Saying he and Peter broke up made it all sound so civil, like they’d amicably decided to part ways over drinks one day. Which, in a way, was true. Spencer had heard from a friend that Peter had left a bar with another man… after spending most of the night with his tongue down the man’s throat.
Wanting to give his boyfriend the benefit of the doubt, Spencer had brought the topic up calmly. Then he spent twenty minutes at a little table in the coffee shop around the corner from his house, mute with shock, mug of cooling liquid between both palms, while Peter cheerfully admitted to sleeping around and then explained the things lacking in their eighteen-month relationship. All of which, according to Peter, sat squarely on Spencer’s shoulders. Then Peter said they should keep in touch, brushed some crumbs off his pants, got up from his seat, and walked out the door.
Given those details, Spencer would classify the ending of his last relationship as an unequivocal dumping rather than a breakup. But he didn’t want to sound pathetic, so he swallowed down that clarification and instead tried to look affronted as he said, “My house is just over eighteen hundred square feet. That’s not little for a historic neighborhood.”
“Fine,” Maria said with a roll of her eyes. “I’ll let this go.”
Spencer sighed in relief. “Thank you.”
“For now,” she added, boring her dark-eyed gaze into him. “I’ll let it go for now. But at some point you’re going to have to get back on that horse.”
Maria meant well, Spencer realized, but she didn’t understand. He was thirty-eight, which was considered past his prime on the bar circuit, not that he’d ever felt comfortable in bars. At five foot nine and barely shy of one hundred sixty pounds, he was average height and average weight. Add in brown eyes and brown hair, with a little bit of gray around the temples, and Spencer knew he wasn’t somebody who turned heads when he walked down the street. And, as his ex had helpfully pointed out, if by some miracle he managed to get a guy to notice him, he was far too dull to keep the guy’s attention for long.
“I’ve never ridden a horse,” he mumbled, trying once again to deflect.
“I haven’t either,” Maria said thoughtfully. “Though I have a feeling Thom Bramfield is hung like one, so if all goes as planned, I’ll be saying giddyup and bouncing away this weekend.”

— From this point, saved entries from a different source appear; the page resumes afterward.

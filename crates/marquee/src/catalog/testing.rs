//! In-memory provider used by the pipeline tests.

use super::{SearchProvider, SliceCache, SliceFetcher};
use crate::config::CacheSettings;
use crate::prelude::*;
use async_trait::async_trait;
use marquee_core::entity::{Artist, Slice};
use std::collections::HashMap;
use std::sync::atomic::{AtomicUsize, Ordering};
use std::sync::{Arc, Mutex};
use tokio::sync::Semaphore;

pub fn artist(id: &str, popularity: u32) -> Artist {
    Artist {
        id: id.to_string(),
        name: Some(f!("Artist {id}")),
        popularity: Some(popularity),
        genres: Vec::new(),
        images: Vec::new(),
        extra: Default::default(),
    }
}

#[derive(Debug, Clone, Default)]
pub struct MockProvider {
    partitions: HashMap<String, Vec<Artist>>,
    failing: Vec<String>,
    calls: Arc<AtomicUsize>,
    calls_by_query: Arc<Mutex<HashMap<String, usize>>>,
    gate: Option<Arc<Semaphore>>,
    hide_total: bool,
}

impl MockProvider {
    pub fn new() -> Self {
        Self::default()
    }

    /// Partition with `total` artists whose popularity is scrambled but
    /// deterministic, ids `"{query}-{index}"`.
    pub fn with_partition(self, query: &str, total: usize) -> Self {
        let items = (0..total)
            .map(|i| artist(&f!("{query}-{i}"), ((i * 37) % 101) as u32))
            .collect();
        self.with_items(query, items)
    }

    pub fn with_items(mut self, query: &str, items: Vec<Artist>) -> Self {
        self.partitions.insert(query.to_string(), items);
        self
    }

    pub fn with_failing_partition(mut self, query: &str) -> Self {
        self.failing.push(query.to_string());
        self
    }

    /// Every search waits for a permit on `gate` before answering.
    pub fn with_gate(mut self, gate: Arc<Semaphore>) -> Self {
        self.gate = Some(gate);
        self
    }

    /// Answer every search with a total of 0, as when the upstream omits it.
    pub fn without_total(mut self) -> Self {
        self.hide_total = true;
        self
    }

    pub fn calls(&self) -> usize {
        self.calls.load(Ordering::SeqCst)
    }

    pub fn calls_for(&self, query: &str) -> usize {
        self.calls_by_query
            .lock()
            .map(|calls| calls.get(query).copied().unwrap_or(0))
            .unwrap_or(0)
    }
}

#[async_trait]
impl SearchProvider for MockProvider {
    type Entity = Artist;

    fn name(&self) -> &str {
        "mock"
    }

    async fn search(
        &self,
        query: &str,
        _market: &str,
        offset: usize,
        limit: usize,
    ) -> CatalogResult<Slice<Artist>> {
        if let Some(gate) = &self.gate {
            let _permit = gate
                .acquire()
                .await
                .map_err(|e| Error::Upstream(e.to_string()))?;
        }

        self.calls.fetch_add(1, Ordering::SeqCst);
        if let Ok(mut calls) = self.calls_by_query.lock() {
            *calls.entry(query.to_string()).or_default() += 1;
        }

        if self.failing.iter().any(|q| q == query) {
            return Err(Error::Upstream(f!("search for {query} returned HTTP 500")));
        }

        let items = self.partitions.get(query).cloned().unwrap_or_default();
        Ok(Slice {
            total: if self.hide_total { 0 } else { items.len() },
            items: marquee_core::paging::window(&items, offset, limit),
        })
    }
}

pub fn fetcher(provider: &MockProvider) -> SliceFetcher<MockProvider> {
    SliceFetcher::new(
        Arc::new(provider.clone()),
        Arc::new(SliceCache::new(CacheSettings::default())),
    )
}
use super::{PartitionRef, SearchProvider, SliceCache, SliceKey};
use crate::prelude::*;
use marquee_core::entity::Slice;
use std::sync::Arc;

/// Fetches upstream slices through the shared slice cache
#[derive(Debug)]
pub struct SliceFetcher<P: SearchProvider> {
    provider: Arc<P>,
    cache: Arc<SliceCache<P::Entity>>,
}

impl<P: SearchProvider> Clone for SliceFetcher<P> {
    fn clone(&self) -> Self {
        Self {
            provider: self.provider.clone(),
            cache: self.cache.clone(),
        }
    }
}

impl<P: SearchProvider> SliceFetcher<P> {
    pub fn new(provider: Arc<P>, cache: Arc<SliceCache<P::Entity>>) -> Self {
        Self { provider, cache }
    }

    pub fn cache(&self) -> &SliceCache<P::Entity> {
        &self.cache
    }

    pub fn provider(&self) -> &P {
        &self.provider
    }

    /// Return the slice for `(partition, offset, limit)`, calling upstream on
    /// a cache miss and recording the partition total it reports.
    pub async fn fetch_slice(
        &self,
        partition: &PartitionRef,
        offset: usize,
        limit: usize,
    ) -> CatalogResult<Slice<P::Entity>> {
        let partition_key = partition.key();
        let key = SliceKey::new(&partition_key, offset, limit);

        if let Some(slice) = self.cache.get(&key).await {
            log::debug!("slice cache hit: {partition_key} offset={offset} limit={limit}");
            return Ok(slice);
        }

        log::debug!(
            "{} search: {partition_key} offset={offset} limit={limit}",
            self.provider.name()
        );
        let mut slice = self
            .provider
            .search(&partition.query, &partition.market, offset, limit)
            .await?;
        slice.items.truncate(limit);

        self.cache.insert(key, slice.clone()).await;
        self.cache.record_total(&partition_key, slice.total).await;

        Ok(slice)
    }
}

“Oh Lord.” Spencer cringed and shook his head. “I so did not need that visual.”
“My girls are completely lost on you,” Maria said as she cupped and squeezed her breasts. Then she shrugged and said, “Oh, well. I’ve got plenty of admirers.”
“You’re a member of Mensa,” Spencer said. “You can’t say things like that!”
Maria took a deep breath and looked at him sympathetically. “Sure I can. There’s nothing that says being intelligent precludes being sexy or fun or quirky or anything else. I can excel at statistical theories, make crass jokes, and look fabulous. All at the same time. They are not mutually exclusive.” She got up, straightened her skirt, then looked meaningfully at Spencer and said, “Nobody can put me in a box except myself.” She waltzed over to the door, turned the knob, and looked back over her shoulder. “The same is true for you, Spencer,” she said, and then she walked out of the room.
EMILIO SANCHEZ saw the blinds on the second floor office of the University of Nevada, Las Vegas math building flick shut and knew the sexy man with chinos in every shade of brown and a lifetime supply of sweater-vests was no longer watching them. He had first seen the professor two weeks earlier, when his brother called him in to take a look at the electrical panel in the building they were adding on to. When he’d answered Raul’s call that day, he had expected to stop by for a few minutes and figure out the best way to move the existing panel, which was currently located on an exterior wall that would soon become interior. But then he’d locked gazes with that man and all his plans changed.
Brown eyes with specks of gold were what he noticed first. Unfortunately, he didn’t get a chance to look for long before the man lowered his gaze as a red heat traveled up his neck to his cheeks. Then he scurried into the building.
Shy. The stranger was shy. And Emilio thought it was utterly charming. So he’d found a reason to stay on at the construction site, hoping he’d be able to meet the intriguing stranger.
“Yo, bro, you sure you want to stick around here?” Raul asked, diverting Emilio’s attention from the now empty window. “We won’t need to start the wiring for another few weeks, and I can get one of the carpenters over to work on the framing.”